● **ABOUT THIS EXERCISE**
When a line of the records below contains the string "async", copy that whole line.

● **MATERIAL TO PROCESS**
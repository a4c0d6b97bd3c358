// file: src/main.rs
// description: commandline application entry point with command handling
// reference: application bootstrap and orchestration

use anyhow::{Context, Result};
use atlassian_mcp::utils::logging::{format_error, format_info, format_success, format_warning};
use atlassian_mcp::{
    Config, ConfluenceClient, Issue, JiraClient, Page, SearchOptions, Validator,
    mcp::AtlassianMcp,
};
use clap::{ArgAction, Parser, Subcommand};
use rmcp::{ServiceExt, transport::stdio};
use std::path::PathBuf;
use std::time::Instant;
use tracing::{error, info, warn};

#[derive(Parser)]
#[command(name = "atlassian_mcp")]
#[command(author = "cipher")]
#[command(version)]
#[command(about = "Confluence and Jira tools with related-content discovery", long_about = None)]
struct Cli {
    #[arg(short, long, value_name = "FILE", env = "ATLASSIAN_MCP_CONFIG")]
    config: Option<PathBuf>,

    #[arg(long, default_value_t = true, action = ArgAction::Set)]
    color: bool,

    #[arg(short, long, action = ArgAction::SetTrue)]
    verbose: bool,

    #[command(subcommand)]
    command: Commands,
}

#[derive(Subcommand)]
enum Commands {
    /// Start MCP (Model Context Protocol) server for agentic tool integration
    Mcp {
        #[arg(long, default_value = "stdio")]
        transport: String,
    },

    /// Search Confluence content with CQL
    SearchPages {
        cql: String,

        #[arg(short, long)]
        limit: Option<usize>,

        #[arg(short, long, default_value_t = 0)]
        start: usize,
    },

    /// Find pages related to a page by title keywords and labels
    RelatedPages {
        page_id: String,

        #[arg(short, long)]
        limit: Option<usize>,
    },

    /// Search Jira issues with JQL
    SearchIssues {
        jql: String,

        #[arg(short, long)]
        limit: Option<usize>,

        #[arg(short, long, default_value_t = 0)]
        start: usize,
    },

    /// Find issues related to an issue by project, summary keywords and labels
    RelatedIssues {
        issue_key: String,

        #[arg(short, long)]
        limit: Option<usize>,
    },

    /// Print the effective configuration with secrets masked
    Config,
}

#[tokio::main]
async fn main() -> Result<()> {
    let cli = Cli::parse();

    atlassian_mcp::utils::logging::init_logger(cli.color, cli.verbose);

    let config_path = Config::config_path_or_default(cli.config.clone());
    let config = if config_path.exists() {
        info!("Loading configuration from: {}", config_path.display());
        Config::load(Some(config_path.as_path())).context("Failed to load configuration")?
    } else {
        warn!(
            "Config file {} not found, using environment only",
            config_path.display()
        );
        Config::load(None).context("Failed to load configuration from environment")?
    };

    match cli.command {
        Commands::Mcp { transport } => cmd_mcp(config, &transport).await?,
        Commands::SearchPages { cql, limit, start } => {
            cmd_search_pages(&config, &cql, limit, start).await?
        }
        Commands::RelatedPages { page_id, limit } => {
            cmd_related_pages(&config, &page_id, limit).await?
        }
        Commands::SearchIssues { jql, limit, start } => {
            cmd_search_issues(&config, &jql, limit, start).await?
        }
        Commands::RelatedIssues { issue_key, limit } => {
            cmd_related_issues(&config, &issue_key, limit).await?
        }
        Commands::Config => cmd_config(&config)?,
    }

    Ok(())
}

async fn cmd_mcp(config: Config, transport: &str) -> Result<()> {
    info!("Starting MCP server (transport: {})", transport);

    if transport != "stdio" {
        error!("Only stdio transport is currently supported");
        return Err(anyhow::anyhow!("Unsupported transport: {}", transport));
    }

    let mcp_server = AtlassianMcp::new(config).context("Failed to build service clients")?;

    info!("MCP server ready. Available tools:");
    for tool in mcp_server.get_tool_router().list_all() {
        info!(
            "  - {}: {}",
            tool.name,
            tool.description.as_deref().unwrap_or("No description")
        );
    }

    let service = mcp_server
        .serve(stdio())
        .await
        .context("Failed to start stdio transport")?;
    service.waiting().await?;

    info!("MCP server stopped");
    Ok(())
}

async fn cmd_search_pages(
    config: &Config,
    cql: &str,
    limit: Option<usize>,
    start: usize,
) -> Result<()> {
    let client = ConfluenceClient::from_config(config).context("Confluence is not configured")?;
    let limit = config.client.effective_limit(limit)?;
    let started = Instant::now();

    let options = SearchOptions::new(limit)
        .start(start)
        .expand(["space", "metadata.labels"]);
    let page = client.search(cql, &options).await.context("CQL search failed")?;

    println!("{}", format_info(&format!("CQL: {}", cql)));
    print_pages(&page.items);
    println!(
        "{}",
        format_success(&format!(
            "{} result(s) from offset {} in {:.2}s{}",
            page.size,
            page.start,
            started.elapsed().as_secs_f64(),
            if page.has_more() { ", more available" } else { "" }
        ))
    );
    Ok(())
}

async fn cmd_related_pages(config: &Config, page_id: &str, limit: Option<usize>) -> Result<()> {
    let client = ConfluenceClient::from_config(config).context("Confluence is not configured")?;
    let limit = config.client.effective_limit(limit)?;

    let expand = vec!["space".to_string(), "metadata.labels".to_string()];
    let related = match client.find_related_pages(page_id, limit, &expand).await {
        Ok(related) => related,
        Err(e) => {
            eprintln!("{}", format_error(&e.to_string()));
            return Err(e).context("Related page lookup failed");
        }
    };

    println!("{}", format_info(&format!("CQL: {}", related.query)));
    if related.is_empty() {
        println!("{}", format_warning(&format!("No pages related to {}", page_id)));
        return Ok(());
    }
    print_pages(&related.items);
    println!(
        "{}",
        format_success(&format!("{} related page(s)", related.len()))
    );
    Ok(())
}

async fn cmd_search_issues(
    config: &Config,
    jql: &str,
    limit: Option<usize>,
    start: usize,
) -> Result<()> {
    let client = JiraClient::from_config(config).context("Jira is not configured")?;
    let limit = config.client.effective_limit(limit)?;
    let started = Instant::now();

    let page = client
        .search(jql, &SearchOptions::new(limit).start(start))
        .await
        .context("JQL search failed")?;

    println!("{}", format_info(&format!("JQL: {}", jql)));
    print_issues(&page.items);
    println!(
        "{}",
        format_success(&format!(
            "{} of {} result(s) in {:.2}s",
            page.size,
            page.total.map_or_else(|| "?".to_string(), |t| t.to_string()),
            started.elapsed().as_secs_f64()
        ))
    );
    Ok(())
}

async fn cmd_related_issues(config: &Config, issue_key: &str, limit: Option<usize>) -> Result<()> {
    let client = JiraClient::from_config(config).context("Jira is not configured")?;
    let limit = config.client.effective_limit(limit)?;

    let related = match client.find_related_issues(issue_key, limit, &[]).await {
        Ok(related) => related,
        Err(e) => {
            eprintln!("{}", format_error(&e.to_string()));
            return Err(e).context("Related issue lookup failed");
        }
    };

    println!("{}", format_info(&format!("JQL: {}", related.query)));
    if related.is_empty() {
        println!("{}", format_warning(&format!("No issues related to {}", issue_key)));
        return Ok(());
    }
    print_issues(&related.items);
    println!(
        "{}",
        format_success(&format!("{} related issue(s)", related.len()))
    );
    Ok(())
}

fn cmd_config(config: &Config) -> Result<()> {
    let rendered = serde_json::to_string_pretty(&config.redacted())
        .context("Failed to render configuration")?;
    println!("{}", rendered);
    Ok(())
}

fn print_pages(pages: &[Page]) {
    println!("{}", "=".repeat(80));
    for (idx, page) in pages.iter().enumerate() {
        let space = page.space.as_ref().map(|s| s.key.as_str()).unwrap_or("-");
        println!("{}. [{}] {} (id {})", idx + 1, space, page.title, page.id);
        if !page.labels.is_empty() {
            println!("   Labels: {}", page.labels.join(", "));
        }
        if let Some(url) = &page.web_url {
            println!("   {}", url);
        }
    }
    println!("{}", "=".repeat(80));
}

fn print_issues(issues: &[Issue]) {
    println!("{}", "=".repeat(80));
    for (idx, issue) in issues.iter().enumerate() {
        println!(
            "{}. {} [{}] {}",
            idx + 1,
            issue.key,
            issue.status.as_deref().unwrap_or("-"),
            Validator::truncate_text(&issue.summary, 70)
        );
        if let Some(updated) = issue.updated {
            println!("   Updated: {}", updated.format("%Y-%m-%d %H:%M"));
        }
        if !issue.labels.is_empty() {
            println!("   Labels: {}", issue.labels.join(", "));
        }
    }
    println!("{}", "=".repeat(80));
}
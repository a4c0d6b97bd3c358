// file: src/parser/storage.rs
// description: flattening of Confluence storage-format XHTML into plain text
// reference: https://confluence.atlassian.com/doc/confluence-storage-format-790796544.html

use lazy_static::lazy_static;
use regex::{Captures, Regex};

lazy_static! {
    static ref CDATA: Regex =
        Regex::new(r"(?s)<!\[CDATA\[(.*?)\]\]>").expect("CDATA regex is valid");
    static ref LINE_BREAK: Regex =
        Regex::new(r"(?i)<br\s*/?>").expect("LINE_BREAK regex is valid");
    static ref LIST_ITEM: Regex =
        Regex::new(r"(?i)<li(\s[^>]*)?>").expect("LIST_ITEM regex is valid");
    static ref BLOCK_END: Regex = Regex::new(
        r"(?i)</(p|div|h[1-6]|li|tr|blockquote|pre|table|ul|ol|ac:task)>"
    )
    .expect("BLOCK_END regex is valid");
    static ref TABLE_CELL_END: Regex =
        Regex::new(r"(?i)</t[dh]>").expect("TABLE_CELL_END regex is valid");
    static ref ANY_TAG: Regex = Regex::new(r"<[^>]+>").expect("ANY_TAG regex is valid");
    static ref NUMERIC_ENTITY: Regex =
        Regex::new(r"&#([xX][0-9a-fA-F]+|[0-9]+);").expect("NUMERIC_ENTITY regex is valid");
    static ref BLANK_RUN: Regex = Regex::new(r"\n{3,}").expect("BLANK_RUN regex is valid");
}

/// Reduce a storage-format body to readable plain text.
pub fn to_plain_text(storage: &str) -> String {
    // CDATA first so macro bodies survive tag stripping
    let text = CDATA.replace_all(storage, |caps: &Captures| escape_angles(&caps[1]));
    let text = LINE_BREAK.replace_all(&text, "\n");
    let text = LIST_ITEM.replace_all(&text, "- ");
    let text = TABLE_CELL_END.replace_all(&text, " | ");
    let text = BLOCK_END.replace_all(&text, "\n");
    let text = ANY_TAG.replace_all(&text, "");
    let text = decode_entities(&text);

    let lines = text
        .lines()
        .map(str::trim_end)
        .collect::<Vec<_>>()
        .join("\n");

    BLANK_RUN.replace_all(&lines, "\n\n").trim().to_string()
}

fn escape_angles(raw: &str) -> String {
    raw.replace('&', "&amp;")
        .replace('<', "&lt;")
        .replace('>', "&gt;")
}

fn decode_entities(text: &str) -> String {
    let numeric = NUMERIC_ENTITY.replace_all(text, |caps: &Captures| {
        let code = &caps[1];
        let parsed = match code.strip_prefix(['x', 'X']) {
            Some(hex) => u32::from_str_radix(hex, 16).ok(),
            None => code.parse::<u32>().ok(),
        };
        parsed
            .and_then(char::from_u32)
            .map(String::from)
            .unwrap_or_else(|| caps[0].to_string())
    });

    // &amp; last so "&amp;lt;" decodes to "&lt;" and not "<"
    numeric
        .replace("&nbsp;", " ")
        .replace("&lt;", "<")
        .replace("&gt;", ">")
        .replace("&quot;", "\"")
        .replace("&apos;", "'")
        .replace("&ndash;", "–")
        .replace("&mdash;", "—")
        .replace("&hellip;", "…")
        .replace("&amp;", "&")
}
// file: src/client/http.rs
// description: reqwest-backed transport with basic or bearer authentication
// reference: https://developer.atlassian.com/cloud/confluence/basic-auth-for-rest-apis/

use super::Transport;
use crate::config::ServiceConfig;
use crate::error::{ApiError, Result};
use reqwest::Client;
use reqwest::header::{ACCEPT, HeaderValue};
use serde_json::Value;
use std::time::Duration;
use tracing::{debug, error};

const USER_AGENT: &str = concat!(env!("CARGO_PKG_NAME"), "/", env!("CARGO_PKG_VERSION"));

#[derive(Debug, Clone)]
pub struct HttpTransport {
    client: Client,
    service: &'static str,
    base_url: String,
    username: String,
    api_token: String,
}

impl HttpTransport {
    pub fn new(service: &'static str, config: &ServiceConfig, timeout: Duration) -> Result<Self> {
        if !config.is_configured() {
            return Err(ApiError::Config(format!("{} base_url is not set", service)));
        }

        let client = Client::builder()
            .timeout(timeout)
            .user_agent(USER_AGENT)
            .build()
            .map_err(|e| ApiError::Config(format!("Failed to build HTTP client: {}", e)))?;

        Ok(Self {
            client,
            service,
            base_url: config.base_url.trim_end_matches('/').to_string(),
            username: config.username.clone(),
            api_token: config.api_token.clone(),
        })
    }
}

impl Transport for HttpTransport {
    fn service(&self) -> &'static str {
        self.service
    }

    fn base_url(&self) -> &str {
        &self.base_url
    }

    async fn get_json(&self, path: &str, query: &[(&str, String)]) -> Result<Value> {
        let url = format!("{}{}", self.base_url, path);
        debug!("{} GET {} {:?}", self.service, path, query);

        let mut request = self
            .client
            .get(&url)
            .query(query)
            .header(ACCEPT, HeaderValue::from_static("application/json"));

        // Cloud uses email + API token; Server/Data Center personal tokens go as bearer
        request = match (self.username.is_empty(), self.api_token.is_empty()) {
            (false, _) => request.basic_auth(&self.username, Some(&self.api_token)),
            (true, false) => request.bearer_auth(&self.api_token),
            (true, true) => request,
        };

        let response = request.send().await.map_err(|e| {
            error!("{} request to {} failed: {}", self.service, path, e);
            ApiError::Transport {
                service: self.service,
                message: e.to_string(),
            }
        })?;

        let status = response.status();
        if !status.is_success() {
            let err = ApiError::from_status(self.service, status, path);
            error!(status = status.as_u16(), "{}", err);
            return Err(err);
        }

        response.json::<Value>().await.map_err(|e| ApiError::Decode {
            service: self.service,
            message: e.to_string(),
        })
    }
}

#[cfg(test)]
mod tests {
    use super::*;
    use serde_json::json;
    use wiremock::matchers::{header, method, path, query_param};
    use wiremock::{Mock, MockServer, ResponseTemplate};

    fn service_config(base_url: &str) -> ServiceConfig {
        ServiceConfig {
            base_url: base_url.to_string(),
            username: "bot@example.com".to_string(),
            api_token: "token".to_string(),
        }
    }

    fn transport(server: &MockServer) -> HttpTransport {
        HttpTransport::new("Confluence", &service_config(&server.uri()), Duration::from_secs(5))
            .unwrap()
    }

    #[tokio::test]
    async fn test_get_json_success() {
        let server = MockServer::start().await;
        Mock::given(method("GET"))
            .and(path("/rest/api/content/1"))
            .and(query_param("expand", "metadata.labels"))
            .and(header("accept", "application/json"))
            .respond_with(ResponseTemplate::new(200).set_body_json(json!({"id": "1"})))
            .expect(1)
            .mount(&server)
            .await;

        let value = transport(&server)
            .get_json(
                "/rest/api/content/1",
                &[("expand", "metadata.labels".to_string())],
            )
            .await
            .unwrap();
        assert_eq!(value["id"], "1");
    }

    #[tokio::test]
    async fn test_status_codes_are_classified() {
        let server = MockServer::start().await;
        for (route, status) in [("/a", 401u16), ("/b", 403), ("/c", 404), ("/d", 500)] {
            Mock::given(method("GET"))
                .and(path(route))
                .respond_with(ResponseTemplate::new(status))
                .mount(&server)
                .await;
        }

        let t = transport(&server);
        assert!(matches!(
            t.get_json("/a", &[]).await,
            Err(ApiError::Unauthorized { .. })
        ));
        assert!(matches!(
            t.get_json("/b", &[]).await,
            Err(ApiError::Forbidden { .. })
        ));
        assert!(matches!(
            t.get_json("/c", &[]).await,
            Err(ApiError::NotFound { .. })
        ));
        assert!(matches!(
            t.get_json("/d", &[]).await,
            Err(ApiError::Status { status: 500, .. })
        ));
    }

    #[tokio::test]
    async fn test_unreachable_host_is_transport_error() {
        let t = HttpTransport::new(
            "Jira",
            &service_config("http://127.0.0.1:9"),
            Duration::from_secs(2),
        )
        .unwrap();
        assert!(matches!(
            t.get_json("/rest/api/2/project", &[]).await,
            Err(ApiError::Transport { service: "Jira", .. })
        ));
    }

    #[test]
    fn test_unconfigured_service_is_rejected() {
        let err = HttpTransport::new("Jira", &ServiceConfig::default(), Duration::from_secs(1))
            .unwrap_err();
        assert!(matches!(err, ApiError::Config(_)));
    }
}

● **YOUR RESPONSE**
async fn main() -> Result<()> {
async fn cmd_mcp(config: Config, transport: &str) -> Result<()> {
async fn cmd_search_pages(
async fn cmd_related_pages(config: &Config, page_id: &str, limit: Option<usize>) -> Result<()> {
async fn cmd_search_issues(
async fn cmd_related_issues(config: &Config, issue_key: &str, limit: Option<usize>) -> Result<()> {
    async fn get_json(&self, path: &str, query: &[(&str, String)]) -> Result<Value> {
    async fn test_get_json_success() {
    async fn test_status_codes_are_classified() {
    async fn test_unreachable_host_is_transport_error() {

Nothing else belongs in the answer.